INFORMATION SHOWN:
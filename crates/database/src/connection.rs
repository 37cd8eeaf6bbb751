//! Database connection management

use std::path::Path;
use std::str::FromStr;
use std::time::Duration;

use anyhow::{Context, Result};
use neighborhood_config::DatabaseConfig;
use sqlx::sqlite::{SqliteConnectOptions, SqliteJournalMode, SqlitePoolOptions};
use sqlx::SqlitePool;
use tokio::fs;
use tracing::info;

/// Prepare and establish a database connection pool.
///
/// Foreign keys are switched on for every pooled connection so that
/// cascading deletes hold regardless of which connection runs them.
pub async fn prepare_database(config: &DatabaseConfig) -> Result<SqlitePool> {
    ensure_sqlite_path(&config.url).await?;

    let in_memory = config.url.contains(":memory:");
    let mut options = SqliteConnectOptions::from_str(&config.url)
        .with_context(|| format!("invalid database url {}", config.url))?
        .create_if_missing(true)
        .foreign_keys(true)
        .busy_timeout(Duration::from_secs(5));

    if !in_memory {
        options = options.journal_mode(SqliteJournalMode::Wal);
    }

    // An in-memory database lives inside a single connection.
    let max_connections = if in_memory { 1 } else { config.max_connections.max(1) };

    let pool = SqlitePoolOptions::new()
        .max_connections(max_connections)
        .connect_with(options)
        .await
        .with_context(|| format!("failed to connect to database {}", config.url))?;

    info!(url = %config.url, "database connection established");
    Ok(pool)
}

/// Ensure the directory holding the SQLite database file exists
async fn ensure_sqlite_path(url: &str) -> Result<()> {
    let Some(sqlite_path) = url.strip_prefix("sqlite://") else {
        return Ok(());
    };

    if sqlite_path.contains(":memory:") {
        return Ok(());
    }

    let path = Path::new(sqlite_path.split('?').next().unwrap_or(sqlite_path));
    if let Some(parent) = path.parent() {
        if !parent.as_os_str().is_empty() {
            fs::create_dir_all(parent).await.with_context(|| {
                format!("failed to create sqlite directory {}", parent.display())
            })?;
        }
    }

    Ok(())
}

ASSIGNMENT: Reproduce every line above without error.

EXPECTED ANSWER:
filename crates/database/src/connection.rs
repository 37cd8eeaf6bbb751
//! Database connection management

use std::path::Path;
use std::str::FromStr;
use std::time::Duration;

use anyhow::{Context, Result};
use neighborhood_config::DatabaseConfig;
use sqlx::sqlite::{SqliteConnectOptions, SqliteJournalMode, SqlitePoolOptions};
use sqlx::SqlitePool;
use tokio::fs;
use tracing::info;

/// Prepare and establish a database connection pool.
///
/// Foreign keys are switched on for every pooled connection so that
/// cascading deletes hold regardless of which connection runs them.
pub async fn prepare_database(config: &DatabaseConfig) -> Result<SqlitePool> {
    ensure_sqlite_path(&config.url).await?;

    let in_memory = config.url.contains(":memory:");
    let mut options = SqliteConnectOptions::from_str(&config.url)
        .with_context(|| format!("invalid database url {}", config.url))?
        .create_if_missing(true)
        .foreign_keys(true)
        .busy_timeout(Duration::from_secs(5));

    if !in_memory {
        options = options.journal_mode(SqliteJournalMode::Wal);
    }

    // An in-memory database lives inside a single connection.
    let max_connections = if in_memory { 1 } else { config.max_connections.max(1) };

    let pool = SqlitePoolOptions::new()
        .max_connections(max_connections)
        .connect_with(options)
        .await
        .with_context(|| format!("failed to connect to database {}", config.url))?;

    info!(url = %config.url, "database connection established");
    Ok(pool)
}

/// Ensure the directory holding the SQLite database file exists
async fn ensure_sqlite_path(url: &str) -> Result<()> {
    let Some(sqlite_path) = url.strip_prefix("sqlite://") else {
        return Ok(());
    };

    if sqlite_path.contains(":memory:") {
        return Ok(());
    }

    let path = Path::new(sqlite_path.split('?').next().unwrap_or(sqlite_path));
    if let Some(parent) = path.parent() {
        if !parent.as_os_str().is_empty() {
            fs::create_dir_all(parent).await.with_context(|| {
                format!("failed to create sqlite directory {}", parent.display())
            })?;
        }
    }

    Ok(())
}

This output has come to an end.